Come prima cosa butto giù il testo, sul quaderno, come se fosse un testo teatrale. All’inizio non c’è il disegno, ci sono solo le parole. Anche i personaggi nascono subito, poi penso a come connotarli… Infine passo alla fase di disegno. In realtà le illustrazioni le creo a pezzi, poi le assemblo. Ad esempio, disegno lo sfondo, dei pezzi di città, poi a parte disegno un personaggio. Sono disegni separati fra loro che assemblo con Fotoshop. Le tavole sono virtuali.
Quante puntate hai realizzato sino ad ora?

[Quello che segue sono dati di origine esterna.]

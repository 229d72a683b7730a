//! Access request types.
//!
//! This module defines the operations subject to permission checks and the
//! request type used to pass the caller's context to the validator.

use std::fmt;
use stockroom_core::Role;

/// An operation exposed by the inventory system.
#[derive(Debug, Clone, Copy, PartialEq, Eq, Hash)]
pub enum Operation {
    /// Insert a new product into the catalog.
    AddProduct,
    /// Change fields of an existing product.
    UpdateProduct,
    /// Remove a product from the catalog.
    DeleteProduct,
    /// List every product.
    ViewInventory,
    /// Keyword search over names and categories.
    SearchProduct,
    /// Apply a signed quantity delta to a product.
    AdjustStock,
    /// List workers and the adjustment audit log.
    ViewWorkers,
    /// Register a new worker account.
    AddWorker,
}

impl Operation {
    pub const ALL: [Operation; 8] = [
        Operation::AddProduct,
        Operation::UpdateProduct,
        Operation::DeleteProduct,
        Operation::ViewInventory,
        Operation::SearchProduct,
        Operation::AdjustStock,
        Operation::ViewWorkers,
        Operation::AddWorker,
    ];

    /// Short verb phrase used in denial messages ("add products").
    pub fn describe(&self) -> &'static str {
        match self {
            Operation::AddProduct => "add products",
            Operation::UpdateProduct => "update products",
            Operation::DeleteProduct => "delete products",
            Operation::ViewInventory => "view the inventory",
            Operation::SearchProduct => "search products",
            Operation::AdjustStock => "adjust stock",
            Operation::ViewWorkers => "view worker details",
            Operation::AddWorker => "add workers",
        }
    }
}

impl fmt::Display for Operation {
    fn fmt(&self, f: &mut fmt::Formatter<'_>) -> fmt::Result {
        match self {
            Operation::AddProduct => write!(f, "ADD_PRODUCT"),
            Operation::UpdateProduct => write!(f, "UPDATE_PRODUCT"),
            Operation::DeleteProduct => write!(f, "DELETE_PRODUCT"),
            Operation::ViewInventory => write!(f, "VIEW_INVENTORY"),
            Operation::SearchProduct => write!(f, "SEARCH_PRODUCT"),
            Operation::AdjustStock => write!(f, "ADJUST_STOCK"),
            Operation::ViewWorkers => write!(f, "VIEW_WORKERS"),
            Operation::AddWorker => write!(f, "ADD_WORKER"),
        }
    }
}

/// A request to perform an operation, carrying the caller's session context.
#[derive(Debug, Clone, Copy)]
pub struct AccessRequest<'a> {
    /// The operation being attempted.
    pub operation: Operation,
    /// Username of the active session, if any.
    pub principal: Option<&'a str>,
    /// Role of the active session, if any.
    pub role: Option<Role>,
}

impl<'a> AccessRequest<'a> {
    /// Request made by an authenticated caller.
    pub fn new(operation: Operation, principal: &'a str, role: Role) -> Self {
        Self {
            operation,
            principal: Some(principal),
            role: Some(role),
        }
    }

    /// Request made without an active session.
    pub fn anonymous(operation: Operation) -> Self {
        Self {
            operation,
            principal: None,
            role: None,
        }
    }
}
//! Role-based permissions.
//!
//! Each role maps to a fixed set of operations:
//! - Admin: everything
//! - Worker, User: read the catalog and adjust stock

use crate::error::PolicyError;
use crate::request::Operation;
use stockroom_core::Role;

const ADMIN_OPERATIONS: &[Operation] = &Operation::ALL;

const STAFF_OPERATIONS: &[Operation] = &[
    Operation::ViewInventory,
    Operation::SearchProduct,
    Operation::AdjustStock,
];

/// Operations granted to a single role.
#[derive(Debug, Clone, Copy)]
pub struct RolePermissions {
    role: Role,
    operations: &'static [Operation],
}

impl RolePermissions {
    /// Look up the permission set of a role.
    pub fn for_role(role: Role) -> Self {
        let operations = match role {
            Role::Admin => ADMIN_OPERATIONS,
            Role::Worker | Role::User => STAFF_OPERATIONS,
        };
        Self { role, operations }
    }

    /// The role these permissions belong to.
    pub fn role(&self) -> Role {
        self.role
    }

    /// Every operation granted to the role.
    pub fn operations(&self) -> &'static [Operation] {
        self.operations
    }

    /// Check whether the role may perform an operation.
    pub fn allows(&self, operation: Operation) -> bool {
        self.operations.contains(&operation)
    }

    /// Validate an operation against the role.
    pub fn check(&self, operation: Operation) -> Result<(), PolicyError> {
        if self.allows(operation) {
            Ok(())
        } else {
            Err(PolicyError::permission_denied(operation, self.role))
        }
    }
}
use serde::{Deserialize, Serialize};
use std::fmt;

// Configuration types shared across all stockroom crates
pub mod config;

// Product records and typed update requests
pub mod product;

pub use config::{AccountConfig, AppConfig, AuditConfig, ConfigError};
pub use product::{FieldError, Product, ProductField, ProductUpdate};

/// Access tier of an account.
#[derive(Debug, Clone, Copy, PartialEq, Eq, Hash, Serialize, Deserialize)]
#[serde(rename_all = "lowercase")]
pub enum Role {
    Admin,
    Worker,
    User,
}

impl Role {
    /// All roles, in menu order.
    pub const ALL: [Role; 3] = [Role::Admin, Role::Worker, Role::User];
}

impl fmt::Display for Role {
    fn fmt(&self, f: &mut fmt::Formatter<'_>) -> fmt::Result {
        match self {
            Role::Admin => write!(f, "Admin"),
            Role::Worker => write!(f, "Worker"),
            Role::User => write!(f, "User"),
        }
    }
}

/// A registered account.
///
/// Passwords are stored and compared in plaintext.
#[derive(Debug, Clone, PartialEq, Eq, Serialize, Deserialize)]
pub struct User {
    pub username: String,
    pub password: String,
    pub role: Role,
}

impl User {
    pub fn new(username: impl Into<String>, password: impl Into<String>, role: Role) -> Self {
        Self {
            username: username.into(),
            password: password.into(),
            role,
        }
    }

    /// Check a candidate password against the stored one.
    pub fn verify_password(&self, candidate: &str) -> bool {
        self.password == candidate
    }
}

Le due puntate che vedrete qui sotto. Ho scelto di creare delle tavole singole affinché il formato fosse facilmente fruibile anche dal cellulare. Ed è anche per questo che le storie sono abbastanza brevi.
Come stai vivendo questa situazione di emergenza Covid in quanto attore e regista?
Sin da subito si è creata una situazione di horror vacui da parte della classe attoriale. Personalmente cerco di non farmi logorare dalla situazione. Non amo fare cose in streaming per supplire a una mancanza. Ho rifiutato anche proposte di fare cose online, lezioni, addirittura uno spettacolo. Non lo sento come un surrogato attendibile. Bisogna anche saper stare fermi. Piuttosto scrivere, scrivere per dopo, io sono un attore-autore. Nel mio lavoro sono sempre esistiti dei tempi di sospensione, perché non sempre si va in giro. In quanto attore-autore sono abituato a riempire questi spazi scrivendo lavori nuovi.
A tuo avviso cosa sta provocando nel mondo dell’arte? Cosa sta venendo alla luce?
Il teatro come il luogo dell’arte viene sempre tendenzialmente per ultimo, ed ora, in questo contesto, per la sua natura aggregativa, viene tagliato fuori. Ci vorrebbe un’attenzione maggiore verso questo mondo, quando si riprenderà sarà necessario avere una grande cura di un settore così delicato, anche da un punto di vista burocratico, a livello statale. Il sistema teatrale era già in difficoltà in precedenza, in alcune sacche il coronavirus c’era già. Credo che una parte del sistema teatrale fosse in quarantena da anni, in un limbo beckettiano, per così dire.